Keep only the lines that hold the string "await", filtering out the rest of the entries below.

• **Data supplied**:
++++++++
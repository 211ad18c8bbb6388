use std::sync::Arc;

use async_trait::async_trait;
use chrono::Utc;

use crate::{
    access_control::{
        domain::{
            model::{
                enums::access_control_domain_error::AccessControlDomainError,
                events::authorization_decision_audited_event::AuthorizationDecisionAuditedEvent,
                queries::evaluate_permission_query::EvaluatePermissionQuery,
            },
            services::{
                access_control_query_service::{
                    AccessControlQueryService, AuthorizationDecisionResult,
                },
                authorization_matrix::AuthorizationMatrix,
            },
        },
        infrastructure::persistence::repositories::authorization_decision_audit_repository::AuthorizationDecisionAuditRepository,
    },
    shared::{
        application::retry_policy::RetryPolicy,
        domain::model::enums::workflow_domain_error::WorkflowDomainError,
    },
};

pub struct AccessControlQueryServiceImpl {
    decision_audit_repository: Arc<dyn AuthorizationDecisionAuditRepository>,
    retry_policy: RetryPolicy,
}

impl AccessControlQueryServiceImpl {
    pub fn new(
        decision_audit_repository: Arc<dyn AuthorizationDecisionAuditRepository>,
        retry_policy: RetryPolicy,
    ) -> Self {
        Self {
            decision_audit_repository,
            retry_policy,
        }
    }

    async fn audit(&self, query: &EvaluatePermissionQuery, decision: &AuthorizationDecisionResult) {
        let principal = query.principal();
        let entry = AuthorizationDecisionAuditedEvent {
            principal_id: principal.id(),
            role: principal.role(),
            action: query.action(),
            grant_scope: AuthorizationMatrix::grant_scope(principal.role(), query.action()),
            event_id: query.ownership().map(|o| o.resource_id()),
            event_creator_id: query.ownership().map(|o| o.creator_id()),
            request_id: query.request_id().map(str::to_string),
            effect: decision.effect,
            reason: decision.reason.clone(),
            decided_at: Utc::now(),
        };

        let appended = self
            .retry_policy
            .run_once("authorization_audit.append", async {
                self.decision_audit_repository
                    .append(&entry)
                    .await
                    .map_err(WorkflowDomainError::from)
            })
            .await;

        if let Err(error) = appended {
            tracing::warn!(
                principal_id = %entry.principal_id,
                action = %entry.action,
                error = %error,
                "failed to persist authorization audit entry"
            );
        }
    }
}

#[async_trait]
impl AccessControlQueryService for AccessControlQueryServiceImpl {
    async fn handle_evaluate_permission(
        &self,
        query: EvaluatePermissionQuery,
    ) -> Result<AuthorizationDecisionResult, AccessControlDomainError> {
        let decision =
            AuthorizationMatrix::authorize(query.principal(), query.action(), query.ownership());

        if !decision.allowed() {
            tracing::info!(
                principal_id = %query.principal().id(),
                role = %query.principal().role(),
                action = %query.action(),
                reason = %decision.reason,
                "authorization denied"
            );
        }

        self.audit(&query, &decision).await;
        Ok(decision)
    }
}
++++++++
• **Exercise response**:
                    .await
            .await;
        self.audit(&query, &decision).await;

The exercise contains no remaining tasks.